8. AOO Help has a section About Converting Microsoft Office Documents …

… which discusses some differences. LO probably has one too - check it as it will be more up to date than this.

About Converting Microsoft Office Documents

OpenOffice can automatically open Microsoft Office 97/2000/XP .doc document files. However, some layout features and formatting attributes in more complex Microsoft Office documents are handled differently in OpenOffice or are unsupported. As a result, converted files require some degree of manual reformatting. The amount of reformatting that can be expected is proportional to the complexity of the structure and formatting of the source document. OpenOffice cannot run Visual Basic Scripts, but can load them for you to analyse.

The most recent versions of OpenOffice can load, but not save, the Microsoft Office Open XML document formats with the extensions .docx, .xlsx, and .pptx. The same versions can also run some Microsoft Excel Visual Basic scripts, if you enable this feature at Tools - Options - Load/Save - VBA Properties.

The following lists provide a general overview of Microsoft Office features that may cause conversion challenges. These will not affect your ability to use or work with the content of the document once the MS file has been saved as a .odt etc file.

Microsoft Word

  1. AutoShapes

  2. Revision marks

  3. OLE objects

  4. Certain controls and Microsoft Office form fields

  5. Indexes

  6. Tables, frames and multi-column formatting

  7. Hyperlinks and bookmarks

  8. Microsoft WordArt graphics

  9. Animated characters/text

Microsoft PowerPoint

  1. AutoShapes

  2. Tab, line and paragraph spacing

  3. Master background graphics

  4. Grouped objects

  5. Certain multimedia effects

Microsoft Excel

  1. AutoShapes

  2. OLE objects

  3. Certain controls and Microsoft Office form fields

  4. Pivot tables

  5. New chart types

  6. Conditional formatting

  7. Some functions/formulae (see below)

One example of differences between Calc and Microsoft Excel is the handling of boolean values. Enter TRUE to cells A1 and A2.

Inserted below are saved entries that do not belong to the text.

//! Access token signing and verification

use chrono::{Duration, Utc};
use jsonwebtoken::errors::ErrorKind;
use jsonwebtoken::{decode, encode, Algorithm, DecodingKey, EncodingKey, Header, Validation};
use tracing::debug;
use uuid::Uuid;

use crate::domain::entities::token::{AccessToken, Claims};
use crate::domain::entities::user::User;
use crate::errors::{DomainError, TokenError};

use super::config::{TokenServiceConfig, MIN_SECRET_LENGTH};

const REQUIRED_CLAIMS: [&str; 5] = ["exp", "iat", "iss", "aud", "sub"];

/// Stateless HMAC signer for access tokens
///
/// Holds immutable key material only and may be shared freely across tasks.
pub struct TokenSigner {
    algorithm: Algorithm,
    encoding_key: EncodingKey,
    decoding_key: DecodingKey,
    issuer: String,
    audience: String,
    access_ttl: Duration,
    /// Full validation including expiry
    strict: Validation,
    /// Signature, issuer, audience and algorithm only
    ignore_expiry: Validation,
}

impl TokenSigner {
    /// Creates a signer from configuration
    ///
    /// # Returns
    ///
    /// * `Err(TokenError::KeyConfiguration)` - The secret is shorter than 32
    ///   bytes, the algorithm is not an HMAC variant, or a token lifetime is
    ///   out of range
    pub fn new(config: &TokenServiceConfig) -> Result<Self, DomainError> {
        if !matches!(
            config.algorithm,
            Algorithm::HS256 | Algorithm::HS384 | Algorithm::HS512
        ) {
            return Err(TokenError::KeyConfiguration {
                message: format!("{:?} is not an HMAC algorithm", config.algorithm),
            }
            .into());
        }

        if config.jwt_secret.len() < MIN_SECRET_LENGTH {
            return Err(TokenError::KeyConfiguration {
                message: format!("secret must be at least {} bytes", MIN_SECRET_LENGTH),
            }
            .into());
        }

        config.validate_lifetimes()?;

        let mut strict = Validation::new(config.algorithm);
        strict.set_issuer(&[config.issuer.as_str()]);
        strict.set_audience(&[config.audience.as_str()]);
        strict.set_required_spec_claims(&REQUIRED_CLAIMS);
        strict.validate_nbf = true;
        strict.leeway = 0;

        let mut ignore_expiry = strict.clone();
        ignore_expiry.validate_exp = false;
        ignore_expiry.validate_nbf = false;

        Ok(Self {
            algorithm: config.algorithm,
            encoding_key: EncodingKey::from_secret(config.jwt_secret.as_bytes()),
            decoding_key: DecodingKey::from_secret(config.jwt_secret.as_bytes()),
            issuer: config.issuer.clone(),
            audience: config.audience.clone(),
            access_ttl: config.access_token_ttl(),
            strict,
            ignore_expiry,
        })
    }

    /// Issues a signed access token with a fresh random `jti`
    pub fn issue(&self, user: &User) -> Result<AccessToken, DomainError> {
        let claims = Claims::for_user(
            user,
            Uuid::new_v4(),
            Utc::now(),
            self.access_ttl,
            &self.issuer,
            &self.audience,
        );
        let token = self.encode(&claims)?;
        Ok(AccessToken { token, claims })
    }

    /// Verifies a token that may already be expired
    ///
    /// Checks signature, algorithm, issuer and audience. Expiry is ignored so
    /// the caller can read claims during refresh. Every failure collapses to
    /// `InvalidToken`.
    pub fn validate_expired(&self, token: &str) -> Result<Claims, DomainError> {
        decode::<Claims>(token, &self.decoding_key, &self.ignore_expiry)
            .map(|data| data.claims)
            .map_err(|e| {
                debug!(kind = ?e.kind(), "Rejected access token during refresh");
                TokenError::InvalidToken.into()
            })
    }

    /// Verifies a token including its expiry
    ///
    /// # Returns
    ///
    /// * `Err(TokenError::TokenExpired)` - Valid token past its `exp`
    /// * `Err(TokenError::InvalidToken)` - Any other failure
    pub fn verify(&self, token: &str) -> Result<Claims, DomainError> {
        decode::<Claims>(token, &self.decoding_key, &self.strict)
            .map(|data| data.claims)
            .map_err(|e| match e.kind() {
                ErrorKind::ExpiredSignature => TokenError::TokenExpired.into(),
                kind => {
                    debug!(kind = ?kind, "Rejected access token");
                    TokenError::InvalidToken.into()
                }
            })
    }

    /// Access token lifetime in seconds
    pub fn access_ttl_seconds(&self) -> i64 {
        self.access_ttl.num_seconds()
    }

    /// Encodes claims into a JWT
    pub(crate) fn encode(&self, claims: &Claims) -> Result<String, DomainError> {
        encode(&Header::new(self.algorithm), claims, &self.encoding_key)
            .map_err(|_| TokenError::TokenGenerationFailed.into())
    }
}
//! Shared configuration and error envelope for the DocManager server
//!
//! This crate provides common functionality used across all server modules:
//! - Configuration types and the layered loader
//! - The error response structure handed to the API boundary

pub mod config;
pub mod errors;

// Re-export commonly used items at crate root
pub use config::{
    AppConfig, AuthConfig, CleanupConfig, DatabaseConfig, Environment, JwtConfig, LogFormat,
    LoggingConfig,
};
pub use errors::{error_codes, ApiResult, ErrorResponse, IntoErrorResponse};
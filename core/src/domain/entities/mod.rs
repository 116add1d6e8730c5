//! Domain entities representing core business objects.

pub mod token;
pub mod user;

// Re-export commonly used types
pub use token::{
    AccessToken, Claims, RefreshToken, TokenPair, ACCESS_TOKEN_EXPIRY_MINUTES, JWT_AUDIENCE,
    JWT_ISSUER, REFRESH_TOKEN_EXPIRY_DAYS,
};
pub use user::{normalize_email, Role, User};
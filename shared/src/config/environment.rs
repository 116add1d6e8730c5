//! Environment configuration module

use serde::{Deserialize, Serialize};
use std::env;

/// Application environment
#[derive(Debug, Clone, Copy, PartialEq, Eq, Default, Deserialize, Serialize)]
#[serde(rename_all = "lowercase")]
pub enum Environment {
    /// Development environment
    #[default]
    Development,
    /// Staging/test environment
    Staging,
    /// Production environment
    Production,
}

impl Environment {
    /// Check if running in production
    pub fn is_production(&self) -> bool {
        matches!(self, Environment::Production)
    }

    /// Check if running in development
    pub fn is_development(&self) -> bool {
        matches!(self, Environment::Development)
    }

    /// Get environment from ENV variable
    pub fn from_env() -> Self {
        env::var("ENVIRONMENT")
            .or_else(|_| env::var("ENV"))
            .or_else(|_| env::var("RUST_ENV"))
            .unwrap_or_else(|_| String::from("development"))
            .parse()
            .unwrap_or(Environment::Development)
    }

    /// Get the configuration file name (without extension) for this environment
    pub fn config_file(&self) -> &str {
        match self {
            Environment::Development => "config.development",
            Environment::Staging => "config.staging",
            Environment::Production => "config.production",
        }
    }
}

impl std::fmt::Display for Environment {
    fn fmt(&self, f: &mut std::fmt::Formatter<'_>) -> std::fmt::Result {
        match self {
            Environment::Development => write!(f, "development"),
            Environment::Staging => write!(f, "staging"),
            Environment::Production => write!(f, "production"),
        }
    }
}

impl std::str::FromStr for Environment {
    type Err = String;

    fn from_str(s: &str) -> Result<Self, Self::Err> {
        match s.to_lowercase().as_str() {
            "development" | "dev" => Ok(Environment::Development),
            "staging" | "stage" | "test" => Ok(Environment::Staging),
            "production" | "prod" => Ok(Environment::Production),
            _ => Err(format!("Invalid environment: {}", s)),
        }
    }
}

/// Logging configuration
#[derive(Debug, Clone, Deserialize, Serialize)]
#[serde(default)]
pub struct LoggingConfig {
    /// Filter directive (e.g. `info`, `dm_core=debug,sqlx=warn`)
    pub level: String,

    /// Log format (json, pretty, compact)
    pub format: LogFormat,

    /// Enable colored output (terminal only)
    pub colored: bool,

    /// Include source location in logs
    pub source_location: bool,
}

impl Default for LoggingConfig {
    fn default() -> Self {
        Self::for_environment(Environment::Development)
    }
}

impl LoggingConfig {
    /// Create logging config for environment
    pub fn for_environment(env: Environment) -> Self {
        match env {
            Environment::Development => Self {
                level: String::from("debug"),
                format: LogFormat::Pretty,
                colored: true,
                source_location: true,
            },
            Environment::Staging => Self {
                level: String::from("info"),
                format: LogFormat::Json,
                colored: false,
                source_location: false,
            },
            Environment::Production => Self {
                level: String::from("warn"),
                format: LogFormat::Json,
                colored: false,
                source_location: false,
            },
        }
    }
}

/// Log format enumeration
#[derive(Debug, Clone, Copy, PartialEq, Eq, Deserialize, Serialize)]
#[serde(rename_all = "lowercase")]
pub enum LogFormat {
    Json,
    Pretty,
    Compact,
}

In Calc, the formula =A1+A2 returns the value 2, and the formula =SUM(A1;A2) returns 2.

In Excel, the formula =A1+A2 returns 2, but the formula =SUM(A1,A2) returns 0.

For a detailed overview about converting documents to and from Microsoft Office format, see the Migration Guide.
Opening Microsoft Office Documents That Are Protected With a Password

OpenOffice can open the following Microsoft Office document types that are protected by a password.

Note: If you cannot open an encrypted file, ask someone with MS Word to open it for you, and save it without the password.

Microsoft Office format >>>>> Supported encryption method

Word 6.0, Word 95 >>>>> Weak XOR encryption

Word 97, Word 2000, Word XP, Word 2003 >>>>> Office 97/2000 compatible encryption

Word XP, Word 2003 >>>>> Weak XOR encryption from older Word versions

Excel 2.1, Excel 3.0, Excel 4.0, Excel 5.0, Excel 95 >>>>> Weak XOR encryption

Excel 97, Excel 2000, Excel XP, Excel 2003 >>>>> Office 97/2000 compatible encryption

Excel XP, Excel 2003 >>>>> Weak XOR encryption from older Excel versions

Starting from OpenOffice.org 3.2 or StarOffice 9.2, Microsoft Office files that are encrypted by AES128 can be opened. Other encryption methods are not supported.

Disclaimer: Everything in this post is opinion. Please let me know of any errors so they can be corrected.

There seems to be one shortcoming with the .odt format. I just asked the following question:
How would I search for text across a directory of documents?

In Windows Start > type the word in the search box > press enter > choose More options > sort by directory. Or use zipgrep to search the .odt files.

Good information about saving to ODT to preserve formatting. Writing from LO (5x,6x) to docx will not overcome incompatibilities (page break handling, cell addressing differences). Best solution is to upload the doc to Google Drive, open it there and File:Download as in the new format. Trying to pressure a colleague to save/read in a novel format could hamper future communication and will most likely still not get you or them a functional document.